- _PROBLEM TO WORK ON_
Only the lines below starting at the one that contains "Some(prev) => lag" and ending at the one that contains "interpolate_uniform(&times, &values, 1.0).unwrap();" are to be reproduced, exactly and with both ends kept.

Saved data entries
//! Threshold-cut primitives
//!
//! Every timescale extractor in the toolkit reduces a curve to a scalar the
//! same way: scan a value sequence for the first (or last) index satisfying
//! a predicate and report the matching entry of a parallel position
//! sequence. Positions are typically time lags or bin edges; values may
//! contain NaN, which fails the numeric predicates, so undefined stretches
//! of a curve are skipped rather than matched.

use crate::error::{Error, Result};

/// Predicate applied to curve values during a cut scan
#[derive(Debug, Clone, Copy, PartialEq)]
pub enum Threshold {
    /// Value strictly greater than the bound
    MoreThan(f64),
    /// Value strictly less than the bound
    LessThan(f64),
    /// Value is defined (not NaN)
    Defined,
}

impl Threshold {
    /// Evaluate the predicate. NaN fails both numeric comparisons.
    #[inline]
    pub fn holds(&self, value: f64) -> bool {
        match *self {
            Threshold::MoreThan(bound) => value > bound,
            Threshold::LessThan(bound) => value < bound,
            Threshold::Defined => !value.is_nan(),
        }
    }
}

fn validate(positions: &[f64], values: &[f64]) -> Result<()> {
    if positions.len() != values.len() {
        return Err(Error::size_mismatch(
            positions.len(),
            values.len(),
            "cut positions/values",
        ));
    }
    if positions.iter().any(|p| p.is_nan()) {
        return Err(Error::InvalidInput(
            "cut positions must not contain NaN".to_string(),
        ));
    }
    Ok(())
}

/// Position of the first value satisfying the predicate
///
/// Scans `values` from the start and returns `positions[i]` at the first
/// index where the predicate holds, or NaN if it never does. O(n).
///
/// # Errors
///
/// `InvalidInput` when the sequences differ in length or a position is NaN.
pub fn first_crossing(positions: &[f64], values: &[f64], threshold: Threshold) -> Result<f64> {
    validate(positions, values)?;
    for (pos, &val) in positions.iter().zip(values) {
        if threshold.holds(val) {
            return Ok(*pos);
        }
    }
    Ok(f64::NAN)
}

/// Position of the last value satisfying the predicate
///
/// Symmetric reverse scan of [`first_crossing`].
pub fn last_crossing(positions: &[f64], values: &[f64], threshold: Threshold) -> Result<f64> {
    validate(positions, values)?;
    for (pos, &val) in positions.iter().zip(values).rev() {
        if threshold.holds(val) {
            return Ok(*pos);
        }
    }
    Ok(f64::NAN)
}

* * *

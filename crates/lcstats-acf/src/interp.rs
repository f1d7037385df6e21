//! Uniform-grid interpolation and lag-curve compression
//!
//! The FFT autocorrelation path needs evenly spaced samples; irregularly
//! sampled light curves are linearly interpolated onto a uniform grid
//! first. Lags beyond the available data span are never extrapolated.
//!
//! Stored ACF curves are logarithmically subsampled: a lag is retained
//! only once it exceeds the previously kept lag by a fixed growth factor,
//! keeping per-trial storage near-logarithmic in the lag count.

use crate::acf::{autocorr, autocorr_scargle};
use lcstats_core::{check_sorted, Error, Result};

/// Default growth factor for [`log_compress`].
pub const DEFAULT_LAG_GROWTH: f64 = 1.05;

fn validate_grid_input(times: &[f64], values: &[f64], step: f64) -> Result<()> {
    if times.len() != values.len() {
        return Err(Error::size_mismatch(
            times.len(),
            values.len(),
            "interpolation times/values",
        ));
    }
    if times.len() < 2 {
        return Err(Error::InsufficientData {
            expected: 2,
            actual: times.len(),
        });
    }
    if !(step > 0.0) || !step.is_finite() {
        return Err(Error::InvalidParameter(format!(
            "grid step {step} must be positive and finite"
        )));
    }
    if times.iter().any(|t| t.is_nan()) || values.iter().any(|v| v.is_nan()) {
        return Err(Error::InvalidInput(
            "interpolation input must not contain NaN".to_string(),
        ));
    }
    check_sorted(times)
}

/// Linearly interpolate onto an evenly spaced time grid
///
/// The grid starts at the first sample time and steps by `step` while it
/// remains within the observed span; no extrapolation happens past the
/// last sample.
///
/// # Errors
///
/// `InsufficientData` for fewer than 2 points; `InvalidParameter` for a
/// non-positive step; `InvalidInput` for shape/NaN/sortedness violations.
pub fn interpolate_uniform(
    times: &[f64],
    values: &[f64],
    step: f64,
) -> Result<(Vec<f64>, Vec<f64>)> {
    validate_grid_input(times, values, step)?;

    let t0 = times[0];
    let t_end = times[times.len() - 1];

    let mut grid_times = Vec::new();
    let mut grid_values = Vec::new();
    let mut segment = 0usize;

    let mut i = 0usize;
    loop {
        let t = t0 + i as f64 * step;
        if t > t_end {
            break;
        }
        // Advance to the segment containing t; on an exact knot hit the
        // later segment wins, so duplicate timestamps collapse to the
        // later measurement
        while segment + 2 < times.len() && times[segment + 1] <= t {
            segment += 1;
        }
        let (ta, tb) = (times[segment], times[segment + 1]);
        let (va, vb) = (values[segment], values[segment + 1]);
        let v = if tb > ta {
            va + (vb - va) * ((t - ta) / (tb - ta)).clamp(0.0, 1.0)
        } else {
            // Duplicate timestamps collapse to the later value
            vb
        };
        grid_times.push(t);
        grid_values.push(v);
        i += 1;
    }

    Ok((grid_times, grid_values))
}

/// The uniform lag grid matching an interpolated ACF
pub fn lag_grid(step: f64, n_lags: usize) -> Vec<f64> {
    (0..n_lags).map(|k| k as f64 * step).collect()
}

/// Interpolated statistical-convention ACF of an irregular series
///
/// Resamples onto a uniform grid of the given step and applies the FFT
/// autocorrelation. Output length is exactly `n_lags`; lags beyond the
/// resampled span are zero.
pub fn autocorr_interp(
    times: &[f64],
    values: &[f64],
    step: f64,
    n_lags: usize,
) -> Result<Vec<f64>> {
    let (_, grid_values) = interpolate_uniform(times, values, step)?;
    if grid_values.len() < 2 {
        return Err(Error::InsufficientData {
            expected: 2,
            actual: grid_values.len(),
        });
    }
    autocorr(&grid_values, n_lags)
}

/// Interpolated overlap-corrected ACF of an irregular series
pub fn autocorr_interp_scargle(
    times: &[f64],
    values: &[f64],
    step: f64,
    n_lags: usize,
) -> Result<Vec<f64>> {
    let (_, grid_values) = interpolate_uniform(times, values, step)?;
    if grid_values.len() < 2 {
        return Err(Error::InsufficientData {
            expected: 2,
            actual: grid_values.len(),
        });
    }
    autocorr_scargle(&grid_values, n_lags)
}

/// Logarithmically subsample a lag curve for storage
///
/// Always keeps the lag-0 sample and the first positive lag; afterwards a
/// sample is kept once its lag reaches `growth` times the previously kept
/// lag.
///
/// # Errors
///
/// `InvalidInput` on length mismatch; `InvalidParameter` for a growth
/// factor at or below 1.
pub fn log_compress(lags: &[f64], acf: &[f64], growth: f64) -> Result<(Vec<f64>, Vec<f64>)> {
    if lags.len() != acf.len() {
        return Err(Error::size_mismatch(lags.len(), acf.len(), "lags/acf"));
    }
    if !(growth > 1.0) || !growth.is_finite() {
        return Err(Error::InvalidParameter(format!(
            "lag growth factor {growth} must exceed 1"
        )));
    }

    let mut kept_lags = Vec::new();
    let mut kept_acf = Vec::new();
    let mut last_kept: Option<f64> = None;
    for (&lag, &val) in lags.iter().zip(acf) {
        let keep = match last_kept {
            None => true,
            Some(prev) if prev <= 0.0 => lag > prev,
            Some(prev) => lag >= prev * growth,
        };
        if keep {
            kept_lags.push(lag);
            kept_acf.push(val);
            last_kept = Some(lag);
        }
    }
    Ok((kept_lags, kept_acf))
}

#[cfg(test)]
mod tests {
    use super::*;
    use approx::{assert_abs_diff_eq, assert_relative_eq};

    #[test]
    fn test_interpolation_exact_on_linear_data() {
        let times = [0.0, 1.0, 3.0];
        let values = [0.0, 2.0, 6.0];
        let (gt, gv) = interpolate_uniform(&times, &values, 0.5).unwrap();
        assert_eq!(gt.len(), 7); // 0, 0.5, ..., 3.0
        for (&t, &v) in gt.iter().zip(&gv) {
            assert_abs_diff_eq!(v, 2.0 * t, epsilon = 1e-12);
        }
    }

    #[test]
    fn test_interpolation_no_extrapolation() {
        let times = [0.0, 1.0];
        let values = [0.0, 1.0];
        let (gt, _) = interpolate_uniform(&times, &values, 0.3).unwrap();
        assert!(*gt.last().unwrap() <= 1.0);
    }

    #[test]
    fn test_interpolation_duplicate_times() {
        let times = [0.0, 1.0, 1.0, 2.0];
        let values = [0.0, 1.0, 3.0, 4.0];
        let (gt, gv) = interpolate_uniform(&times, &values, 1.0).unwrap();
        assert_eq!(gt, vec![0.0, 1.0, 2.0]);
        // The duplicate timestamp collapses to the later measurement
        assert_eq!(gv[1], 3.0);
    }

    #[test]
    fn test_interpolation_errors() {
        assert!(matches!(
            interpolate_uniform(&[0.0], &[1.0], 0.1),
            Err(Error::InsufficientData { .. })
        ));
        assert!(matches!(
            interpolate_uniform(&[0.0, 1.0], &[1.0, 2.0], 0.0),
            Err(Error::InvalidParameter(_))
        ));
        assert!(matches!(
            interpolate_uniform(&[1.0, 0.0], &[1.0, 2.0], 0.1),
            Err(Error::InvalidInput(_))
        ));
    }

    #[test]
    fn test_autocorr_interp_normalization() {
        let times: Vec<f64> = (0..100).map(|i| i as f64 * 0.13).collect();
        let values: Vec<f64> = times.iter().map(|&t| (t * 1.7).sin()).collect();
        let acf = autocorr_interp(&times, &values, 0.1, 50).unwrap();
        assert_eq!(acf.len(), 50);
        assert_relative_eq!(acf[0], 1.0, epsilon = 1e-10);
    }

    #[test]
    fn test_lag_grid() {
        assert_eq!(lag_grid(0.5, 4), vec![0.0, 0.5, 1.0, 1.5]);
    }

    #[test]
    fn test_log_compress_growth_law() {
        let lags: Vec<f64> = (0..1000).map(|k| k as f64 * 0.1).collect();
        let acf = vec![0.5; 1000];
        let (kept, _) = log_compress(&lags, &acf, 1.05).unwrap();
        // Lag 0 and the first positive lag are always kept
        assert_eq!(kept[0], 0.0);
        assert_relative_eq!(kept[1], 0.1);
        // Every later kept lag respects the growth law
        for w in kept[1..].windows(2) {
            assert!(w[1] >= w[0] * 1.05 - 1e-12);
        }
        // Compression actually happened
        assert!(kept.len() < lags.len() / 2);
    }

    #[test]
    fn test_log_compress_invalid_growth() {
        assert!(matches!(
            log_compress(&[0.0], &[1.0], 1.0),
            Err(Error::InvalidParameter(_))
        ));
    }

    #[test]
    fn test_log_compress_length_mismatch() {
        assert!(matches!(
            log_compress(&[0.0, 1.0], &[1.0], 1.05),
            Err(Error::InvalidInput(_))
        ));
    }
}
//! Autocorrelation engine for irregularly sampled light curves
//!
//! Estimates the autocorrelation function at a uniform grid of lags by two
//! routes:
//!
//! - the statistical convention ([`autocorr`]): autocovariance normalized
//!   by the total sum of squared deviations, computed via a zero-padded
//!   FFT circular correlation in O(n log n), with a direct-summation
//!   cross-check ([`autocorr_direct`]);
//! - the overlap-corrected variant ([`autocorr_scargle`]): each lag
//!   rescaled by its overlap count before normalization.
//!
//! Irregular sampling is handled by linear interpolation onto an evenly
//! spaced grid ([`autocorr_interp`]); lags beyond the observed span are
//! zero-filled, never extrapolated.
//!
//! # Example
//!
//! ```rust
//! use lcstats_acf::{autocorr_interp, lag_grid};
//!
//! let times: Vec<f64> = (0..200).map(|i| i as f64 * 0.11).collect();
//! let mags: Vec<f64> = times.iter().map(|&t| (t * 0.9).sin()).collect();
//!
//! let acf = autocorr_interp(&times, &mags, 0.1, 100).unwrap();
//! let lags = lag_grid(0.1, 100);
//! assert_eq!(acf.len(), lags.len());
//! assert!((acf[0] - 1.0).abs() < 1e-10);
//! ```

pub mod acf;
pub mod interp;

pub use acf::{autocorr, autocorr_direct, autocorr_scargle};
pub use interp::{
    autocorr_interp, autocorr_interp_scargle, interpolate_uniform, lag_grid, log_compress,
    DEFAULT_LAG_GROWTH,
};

- _WRITTEN RESPONSE_
            Some(prev) => lag >= prev * growth,
        };
        if keep {
            kept_lags.push(lag);
            kept_acf.push(val);
            last_kept = Some(lag);
        }
    }
    Ok((kept_lags, kept_acf))
}

#[cfg(test)]
mod tests {
    use super::*;
    use approx::{assert_abs_diff_eq, assert_relative_eq};

    #[test]
    fn test_interpolation_exact_on_linear_data() {
        let times = [0.0, 1.0, 3.0];
        let values = [0.0, 2.0, 6.0];
        let (gt, gv) = interpolate_uniform(&times, &values, 0.5).unwrap();
        assert_eq!(gt.len(), 7); // 0, 0.5, ..., 3.0
        for (&t, &v) in gt.iter().zip(&gv) {
            assert_abs_diff_eq!(v, 2.0 * t, epsilon = 1e-12);
        }
    }

    #[test]
    fn test_interpolation_no_extrapolation() {
        let times = [0.0, 1.0];
        let values = [0.0, 1.0];
        let (gt, _) = interpolate_uniform(&times, &values, 0.3).unwrap();
        assert!(*gt.last().unwrap() <= 1.0);
    }

    #[test]
    fn test_interpolation_duplicate_times() {
        let times = [0.0, 1.0, 1.0, 2.0];
        let values = [0.0, 1.0, 3.0, 4.0];
        let (gt, gv) = interpolate_uniform(&times, &values, 1.0).unwrap();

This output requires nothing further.